Work instruction
Each line of the records that holds "headers" should be shown in full.

Data

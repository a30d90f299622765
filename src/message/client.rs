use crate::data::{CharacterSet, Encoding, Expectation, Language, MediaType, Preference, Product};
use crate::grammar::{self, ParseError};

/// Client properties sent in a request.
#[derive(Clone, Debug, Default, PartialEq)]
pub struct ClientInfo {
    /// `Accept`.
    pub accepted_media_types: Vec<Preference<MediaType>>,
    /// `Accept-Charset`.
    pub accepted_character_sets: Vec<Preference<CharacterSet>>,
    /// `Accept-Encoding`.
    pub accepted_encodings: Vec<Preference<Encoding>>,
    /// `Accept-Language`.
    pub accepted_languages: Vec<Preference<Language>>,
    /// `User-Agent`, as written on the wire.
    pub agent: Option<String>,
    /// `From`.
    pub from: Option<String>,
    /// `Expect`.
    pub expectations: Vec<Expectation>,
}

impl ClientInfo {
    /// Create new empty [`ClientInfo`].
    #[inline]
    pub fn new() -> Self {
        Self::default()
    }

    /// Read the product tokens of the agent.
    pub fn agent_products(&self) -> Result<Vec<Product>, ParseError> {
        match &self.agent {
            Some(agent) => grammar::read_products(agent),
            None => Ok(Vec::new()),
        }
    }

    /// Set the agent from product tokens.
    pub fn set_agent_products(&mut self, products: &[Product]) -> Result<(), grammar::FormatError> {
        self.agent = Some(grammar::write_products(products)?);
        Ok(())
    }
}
==
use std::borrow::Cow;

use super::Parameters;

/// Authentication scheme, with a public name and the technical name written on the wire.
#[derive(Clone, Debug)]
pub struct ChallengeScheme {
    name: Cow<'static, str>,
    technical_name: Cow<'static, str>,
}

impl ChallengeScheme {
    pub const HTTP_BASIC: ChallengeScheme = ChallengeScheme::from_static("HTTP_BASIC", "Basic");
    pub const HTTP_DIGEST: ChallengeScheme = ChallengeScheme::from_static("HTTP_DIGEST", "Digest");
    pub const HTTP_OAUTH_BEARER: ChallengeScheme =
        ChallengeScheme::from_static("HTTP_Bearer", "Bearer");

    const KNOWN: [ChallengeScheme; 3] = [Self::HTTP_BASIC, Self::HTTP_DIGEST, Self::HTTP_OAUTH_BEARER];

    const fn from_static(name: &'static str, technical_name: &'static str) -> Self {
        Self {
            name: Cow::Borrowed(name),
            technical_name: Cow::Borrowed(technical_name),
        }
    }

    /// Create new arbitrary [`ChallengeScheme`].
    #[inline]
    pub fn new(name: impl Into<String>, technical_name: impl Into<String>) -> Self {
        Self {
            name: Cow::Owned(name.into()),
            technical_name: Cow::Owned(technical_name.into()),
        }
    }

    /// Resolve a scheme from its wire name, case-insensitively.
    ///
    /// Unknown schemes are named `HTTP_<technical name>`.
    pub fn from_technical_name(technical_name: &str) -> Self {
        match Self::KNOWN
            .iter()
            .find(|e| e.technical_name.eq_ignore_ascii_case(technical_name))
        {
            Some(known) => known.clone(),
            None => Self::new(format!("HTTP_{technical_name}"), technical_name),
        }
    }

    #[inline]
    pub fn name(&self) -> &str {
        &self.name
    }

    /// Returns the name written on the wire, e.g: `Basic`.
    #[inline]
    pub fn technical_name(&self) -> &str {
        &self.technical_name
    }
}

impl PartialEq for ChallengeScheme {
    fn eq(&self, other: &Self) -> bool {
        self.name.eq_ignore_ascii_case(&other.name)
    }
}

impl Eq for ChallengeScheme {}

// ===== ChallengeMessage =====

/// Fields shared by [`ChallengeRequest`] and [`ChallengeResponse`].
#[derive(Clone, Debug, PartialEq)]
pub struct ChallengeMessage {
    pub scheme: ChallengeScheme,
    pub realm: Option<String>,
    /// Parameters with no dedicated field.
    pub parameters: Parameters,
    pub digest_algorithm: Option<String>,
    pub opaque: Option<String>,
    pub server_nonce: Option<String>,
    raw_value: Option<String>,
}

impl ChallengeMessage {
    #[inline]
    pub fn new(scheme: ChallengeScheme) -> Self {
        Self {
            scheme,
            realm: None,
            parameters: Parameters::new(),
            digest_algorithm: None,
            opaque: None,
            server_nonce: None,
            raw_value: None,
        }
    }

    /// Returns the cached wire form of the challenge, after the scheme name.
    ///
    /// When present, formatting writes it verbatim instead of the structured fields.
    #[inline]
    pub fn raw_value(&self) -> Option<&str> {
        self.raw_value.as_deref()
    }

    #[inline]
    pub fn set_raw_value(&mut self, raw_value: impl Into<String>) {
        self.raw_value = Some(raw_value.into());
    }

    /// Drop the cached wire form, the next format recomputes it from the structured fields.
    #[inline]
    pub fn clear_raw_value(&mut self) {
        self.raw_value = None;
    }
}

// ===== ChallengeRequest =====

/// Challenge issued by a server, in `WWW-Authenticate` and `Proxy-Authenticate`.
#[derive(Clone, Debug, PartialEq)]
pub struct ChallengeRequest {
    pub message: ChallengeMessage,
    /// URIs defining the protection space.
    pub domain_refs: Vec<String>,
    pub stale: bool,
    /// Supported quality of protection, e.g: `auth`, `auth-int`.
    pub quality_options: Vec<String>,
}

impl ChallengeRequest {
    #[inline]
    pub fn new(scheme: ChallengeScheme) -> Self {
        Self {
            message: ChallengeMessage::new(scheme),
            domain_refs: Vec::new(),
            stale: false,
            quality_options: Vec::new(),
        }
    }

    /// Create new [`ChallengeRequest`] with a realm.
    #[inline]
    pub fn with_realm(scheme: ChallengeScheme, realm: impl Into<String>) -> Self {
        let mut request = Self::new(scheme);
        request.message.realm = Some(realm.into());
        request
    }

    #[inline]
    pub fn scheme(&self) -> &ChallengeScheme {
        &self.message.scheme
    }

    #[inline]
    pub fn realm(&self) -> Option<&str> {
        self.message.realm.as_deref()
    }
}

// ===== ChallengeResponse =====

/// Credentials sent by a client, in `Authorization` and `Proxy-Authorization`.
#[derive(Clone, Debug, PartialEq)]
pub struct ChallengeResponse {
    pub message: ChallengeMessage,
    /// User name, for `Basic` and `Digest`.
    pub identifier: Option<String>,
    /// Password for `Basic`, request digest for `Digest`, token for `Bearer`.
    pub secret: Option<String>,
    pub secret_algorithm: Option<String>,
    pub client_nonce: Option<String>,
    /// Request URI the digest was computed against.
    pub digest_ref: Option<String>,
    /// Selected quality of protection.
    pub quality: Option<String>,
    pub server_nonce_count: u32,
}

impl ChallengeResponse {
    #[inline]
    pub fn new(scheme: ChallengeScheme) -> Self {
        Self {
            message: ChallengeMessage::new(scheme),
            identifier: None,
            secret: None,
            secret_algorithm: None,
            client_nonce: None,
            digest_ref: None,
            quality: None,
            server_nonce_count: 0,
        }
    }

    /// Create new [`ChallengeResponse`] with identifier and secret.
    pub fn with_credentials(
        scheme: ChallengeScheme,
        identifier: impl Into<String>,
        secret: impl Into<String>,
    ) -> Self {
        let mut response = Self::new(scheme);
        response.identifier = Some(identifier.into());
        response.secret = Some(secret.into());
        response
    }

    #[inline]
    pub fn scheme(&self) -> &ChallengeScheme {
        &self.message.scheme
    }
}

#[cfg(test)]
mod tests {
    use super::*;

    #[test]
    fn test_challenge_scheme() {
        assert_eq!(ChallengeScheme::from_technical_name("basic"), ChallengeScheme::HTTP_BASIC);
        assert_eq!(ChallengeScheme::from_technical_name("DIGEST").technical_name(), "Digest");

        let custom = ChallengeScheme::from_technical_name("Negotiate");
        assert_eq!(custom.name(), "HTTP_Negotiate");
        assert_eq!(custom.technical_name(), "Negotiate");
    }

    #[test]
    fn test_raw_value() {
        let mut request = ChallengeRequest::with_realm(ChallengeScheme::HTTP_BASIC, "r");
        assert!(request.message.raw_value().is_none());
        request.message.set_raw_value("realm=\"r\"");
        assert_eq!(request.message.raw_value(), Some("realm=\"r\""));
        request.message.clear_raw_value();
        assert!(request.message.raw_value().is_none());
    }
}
==
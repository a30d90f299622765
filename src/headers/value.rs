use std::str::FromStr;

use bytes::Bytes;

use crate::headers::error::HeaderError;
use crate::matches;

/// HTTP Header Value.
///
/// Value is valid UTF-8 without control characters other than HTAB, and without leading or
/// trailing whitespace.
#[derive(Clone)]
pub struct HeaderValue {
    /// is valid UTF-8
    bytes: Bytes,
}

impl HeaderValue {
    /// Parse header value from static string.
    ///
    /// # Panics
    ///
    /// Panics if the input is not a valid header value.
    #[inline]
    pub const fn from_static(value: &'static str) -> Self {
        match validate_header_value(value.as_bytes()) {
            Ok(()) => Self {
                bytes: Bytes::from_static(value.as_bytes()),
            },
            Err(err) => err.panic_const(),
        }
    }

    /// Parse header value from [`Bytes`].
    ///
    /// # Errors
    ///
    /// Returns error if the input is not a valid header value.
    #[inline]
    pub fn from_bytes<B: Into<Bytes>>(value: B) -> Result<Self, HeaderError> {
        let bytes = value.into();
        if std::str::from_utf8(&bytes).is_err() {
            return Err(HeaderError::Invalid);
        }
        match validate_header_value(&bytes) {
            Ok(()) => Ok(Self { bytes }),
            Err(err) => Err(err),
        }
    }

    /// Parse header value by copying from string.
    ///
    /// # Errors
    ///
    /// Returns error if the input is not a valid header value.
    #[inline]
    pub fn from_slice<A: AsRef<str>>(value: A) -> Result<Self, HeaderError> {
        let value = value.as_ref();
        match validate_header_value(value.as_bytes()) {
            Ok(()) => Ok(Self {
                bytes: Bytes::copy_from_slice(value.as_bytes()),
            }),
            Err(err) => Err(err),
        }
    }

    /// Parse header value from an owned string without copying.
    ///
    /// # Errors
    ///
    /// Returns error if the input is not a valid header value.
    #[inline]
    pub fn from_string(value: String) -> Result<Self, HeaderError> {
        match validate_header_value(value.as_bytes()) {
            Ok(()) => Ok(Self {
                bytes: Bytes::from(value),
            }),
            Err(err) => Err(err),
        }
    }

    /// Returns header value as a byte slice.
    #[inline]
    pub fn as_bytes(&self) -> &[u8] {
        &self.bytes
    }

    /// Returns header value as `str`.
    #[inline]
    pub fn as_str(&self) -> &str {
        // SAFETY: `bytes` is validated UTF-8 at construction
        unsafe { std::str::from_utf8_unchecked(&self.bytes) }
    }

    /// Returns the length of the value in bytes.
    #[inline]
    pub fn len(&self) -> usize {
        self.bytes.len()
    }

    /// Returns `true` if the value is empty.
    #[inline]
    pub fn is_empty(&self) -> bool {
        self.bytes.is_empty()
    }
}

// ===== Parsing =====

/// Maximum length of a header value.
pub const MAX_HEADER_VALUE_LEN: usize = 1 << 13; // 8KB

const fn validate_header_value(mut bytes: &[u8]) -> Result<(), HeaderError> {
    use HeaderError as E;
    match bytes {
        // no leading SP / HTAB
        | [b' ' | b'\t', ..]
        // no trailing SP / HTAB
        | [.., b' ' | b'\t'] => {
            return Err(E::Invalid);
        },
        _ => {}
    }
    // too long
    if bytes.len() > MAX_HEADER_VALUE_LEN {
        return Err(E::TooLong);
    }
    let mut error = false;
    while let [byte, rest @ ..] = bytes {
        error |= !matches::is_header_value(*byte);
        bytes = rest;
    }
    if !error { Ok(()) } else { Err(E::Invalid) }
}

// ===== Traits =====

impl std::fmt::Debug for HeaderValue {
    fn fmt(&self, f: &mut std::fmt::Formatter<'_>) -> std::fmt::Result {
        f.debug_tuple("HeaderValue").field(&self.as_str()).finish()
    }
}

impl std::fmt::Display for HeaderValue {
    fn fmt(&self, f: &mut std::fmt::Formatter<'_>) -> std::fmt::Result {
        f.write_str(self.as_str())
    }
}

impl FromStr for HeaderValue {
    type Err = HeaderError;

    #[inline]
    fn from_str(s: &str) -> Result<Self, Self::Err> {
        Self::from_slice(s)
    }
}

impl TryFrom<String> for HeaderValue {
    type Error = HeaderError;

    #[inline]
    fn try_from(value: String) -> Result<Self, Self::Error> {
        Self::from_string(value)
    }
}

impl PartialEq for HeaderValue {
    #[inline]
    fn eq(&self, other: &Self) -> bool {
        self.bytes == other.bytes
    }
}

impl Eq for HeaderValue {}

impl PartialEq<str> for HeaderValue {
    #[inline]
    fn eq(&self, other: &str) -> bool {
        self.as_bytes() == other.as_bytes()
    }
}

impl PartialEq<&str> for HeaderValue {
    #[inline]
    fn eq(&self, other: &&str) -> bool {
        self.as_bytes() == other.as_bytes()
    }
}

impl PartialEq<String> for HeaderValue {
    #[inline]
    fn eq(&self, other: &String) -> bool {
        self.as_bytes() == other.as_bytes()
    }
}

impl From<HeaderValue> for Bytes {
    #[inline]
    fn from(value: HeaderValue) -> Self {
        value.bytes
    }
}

Task response
filename src/headers/value.rs
use crate::headers::error::HeaderError;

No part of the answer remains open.